» Task brief
Sort through the data and copy the lines holding the word "StrategyParams".

━━━━━ Source data

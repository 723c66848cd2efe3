//! Per-ticker pipeline and batch runner.
//!
//! provider → signal generator → engine → metrics → result files. Each
//! ticker owns its frame; nothing is shared between tickers except the
//! read-only provider and generator. A failing ticker is logged and reported
//! while the rest of the batch carries on.

use crate::analytics::{compute, MetricsRecord};
use crate::data::PriceSource;
use crate::engine::{run, AugmentedSeries, CumulativeCurves};
use crate::error::{BacktestError, Result};
use crate::export::ResultsWriter;
use crate::frame::SignalFrame;
use crate::strategy::{SignalGenerator, StrategyKind, StrategyParams};
use chrono::NaiveDate;
use indicatif::{ProgressBar, ProgressStyle};
use rayon::prelude::*;
use std::path::PathBuf;
use tracing::{debug, info, warn};

/// Split a comma-separated ticker list: trimmed, upper-cased, empties dropped.
pub fn parse_tickers(input: &str) -> Vec<String> {
    input
        .split(',')
        .map(|t| t.trim().to_uppercase())
        .filter(|t| !t.is_empty())
        .collect()
}

/// Which artifacts to write, and where.
#[derive(Debug, Clone)]
pub struct OutputOptions {
    pub dir: PathBuf,
    pub charts: bool,
    pub trade_logs: bool,
    pub metrics_csv: bool,
    pub metrics_json: bool,
}

impl Default for OutputOptions {
    fn default() -> Self {
        Self {
            dir: PathBuf::from("results"),
            charts: true,
            trade_logs: true,
            metrics_csv: true,
            metrics_json: false,
        }
    }
}

impl OutputOptions {
    /// Write nothing to disk.
    pub fn none() -> Self {
        Self {
            charts: false,
            trade_logs: false,
            metrics_csv: false,
            metrics_json: false,
            ..Default::default()
        }
    }

    fn writes_anything(&self) -> bool {
        self.charts || self.trade_logs || self.metrics_csv || self.metrics_json
    }
}

/// Everything needed for one batch.
#[derive(Debug, Clone)]
pub struct RunRequest {
    pub tickers: Vec<String>,
    pub strategy: StrategyKind,
    pub params: StrategyParams,
    pub start: NaiveDate,
    pub end: NaiveDate,
    pub output: OutputOptions,
    /// Run tickers on the rayon pool instead of one after another.
    pub parallel: bool,
    pub show_progress: bool,
}

impl RunRequest {
    pub fn new(tickers: Vec<String>, strategy: StrategyKind, start: NaiveDate, end: NaiveDate) -> Self {
        Self {
            tickers,
            strategy,
            params: StrategyParams::default(),
            start,
            end,
            output: OutputOptions::default(),
            parallel: false,
            show_progress: false,
        }
    }

    pub fn with_params(mut self, params: StrategyParams) -> Self {
        self.params = params;
        self
    }

    pub fn with_output(mut self, output: OutputOptions) -> Self {
        self.output = output;
        self
    }

    pub fn with_parallel(mut self, parallel: bool) -> Self {
        self.parallel = parallel;
        self
    }

    pub fn with_progress(mut self, show_progress: bool) -> Self {
        self.show_progress = show_progress;
        self
    }
}

/// Successful run for one ticker.
#[derive(Debug, Clone)]
pub struct TickerResult {
    pub ticker: String,
    pub strategy: String,
    pub metrics: MetricsRecord,
    pub series: AugmentedSeries,
    pub curves: CumulativeCurves,
    /// Chart and trade log written for this ticker.
    pub files: Vec<PathBuf>,
}

/// A ticker that could not be processed.
#[derive(Debug)]
pub struct TickerFailure {
    pub ticker: String,
    pub error: BacktestError,
}

/// Outcome of a batch, in input ticker order.
#[derive(Debug, Default)]
pub struct BatchReport {
    pub results: Vec<TickerResult>,
    pub failures: Vec<TickerFailure>,
    /// Aggregate files (`metrics.csv`, `metrics.json`).
    pub files: Vec<PathBuf>,
}

impl BatchReport {
    /// Metrics records of the successful tickers.
    pub fn metrics(&self) -> Vec<MetricsRecord> {
        self.results.iter().map(|r| r.metrics.clone()).collect()
    }

    pub fn is_success(&self) -> bool {
        self.failures.is_empty()
    }
}

/// Fetch, generate signals, backtest and score one ticker. Writes nothing.
pub fn run_ticker(
    source: &dyn PriceSource,
    generator: &dyn SignalGenerator,
    ticker: &str,
    start: NaiveDate,
    end: NaiveDate,
) -> Result<TickerResult> {
    let bars = source.fetch(ticker, start, end)?;
    debug!(ticker, bars = bars.len(), "fetched price series");

    let frame = generator.generate(&SignalFrame::new(bars))?;
    let (series, curves) = run(&frame)?;
    let metrics = compute(&series, &curves, start, end)?.with_ticker(ticker);

    info!(
        ticker,
        strategy = generator.name(),
        total_return = metrics.total_return_pct,
        trades = metrics.trade_count,
        "backtest complete"
    );

    Ok(TickerResult {
        ticker: ticker.to_string(),
        strategy: generator.name().to_string(),
        metrics,
        series,
        curves,
        files: Vec::new(),
    })
}

fn process(
    source: &dyn PriceSource,
    generator: &dyn SignalGenerator,
    writer: Option<&ResultsWriter>,
    request: &RunRequest,
    ticker: &str,
) -> Result<TickerResult> {
    let mut result = run_ticker(source, generator, ticker, request.start, request.end)?;
    if let Some(writer) = writer {
        if request.output.charts {
            result
                .files
                .push(writer.write_chart(ticker, &result.series, &result.curves)?);
        }
        if request.output.trade_logs {
            result
                .files
                .push(writer.write_trade_log(ticker, &result.series.trade_events())?);
        }
    }
    Ok(result)
}

/// Run every ticker of `request` against `source`.
///
/// An empty ticker list or an invalid strategy configuration fails the whole
/// run; errors for individual tickers are collected in the report.
pub fn run_batch(source: &dyn PriceSource, request: &RunRequest) -> Result<BatchReport> {
    if request.tickers.is_empty() {
        return Err(BacktestError::ConfigError(
            "no tickers given".to_string(),
        ));
    }

    let generator = request.strategy.build(&request.params)?;
    let writer = if request.output.writes_anything() {
        Some(ResultsWriter::new(&request.output.dir)?)
    } else {
        None
    };

    info!(
        tickers = request.tickers.len(),
        strategy = %request.strategy,
        start = %request.start,
        end = %request.end,
        parallel = request.parallel,
        "starting batch"
    );

    let progress = if request.show_progress {
        let pb = ProgressBar::new(request.tickers.len() as u64);
        pb.set_style(
            ProgressStyle::default_bar()
                .template("{spinner:.green} [{elapsed_precise}] [{bar:40.cyan/blue}] {pos}/{len} {msg}")
                .unwrap_or_else(|_| ProgressStyle::default_bar())
                .progress_chars("#>-"),
        );
        Some(pb)
    } else {
        None
    };

    let step = |ticker: &String| {
        let outcome = process(source, generator.as_ref(), writer.as_ref(), request, ticker);
        if let Some(pb) = &progress {
            pb.set_message(ticker.clone());
            pb.inc(1);
        }
        (ticker.clone(), outcome)
    };

    let outcomes: Vec<(String, Result<TickerResult>)> = if request.parallel {
        request.tickers.par_iter().map(step).collect()
    } else {
        request.tickers.iter().map(step).collect()
    };

    if let Some(pb) = progress {
        pb.finish_and_clear();
    }

    let mut report = BatchReport::default();
    for (ticker, outcome) in outcomes {
        match outcome {
            Ok(result) => report.results.push(result),
            Err(error) => {
                warn!(ticker = %ticker, kind = error.kind(), "{}", error);
                report.failures.push(TickerFailure { ticker, error });
            }
        }
    }

    if let Some(writer) = &writer {
        let records = report.metrics();
        if request.output.metrics_csv {
            report.files.push(writer.write_metrics_csv(&records)?);
        }
        if request.output.metrics_json {
            report.files.push(writer.write_metrics_json(&records)?);
        }
    }

    info!(
        succeeded = report.results.len(),
        failed = report.failures.len(),
        "batch finished"
    );
    Ok(report)
}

━━━━━━━━━━

» Response to this task
use crate::strategy::{SignalGenerator, StrategyKind, StrategyParams};
    pub params: StrategyParams,
            params: StrategyParams::default(),
    pub fn with_params(mut self, params: StrategyParams) -> Self {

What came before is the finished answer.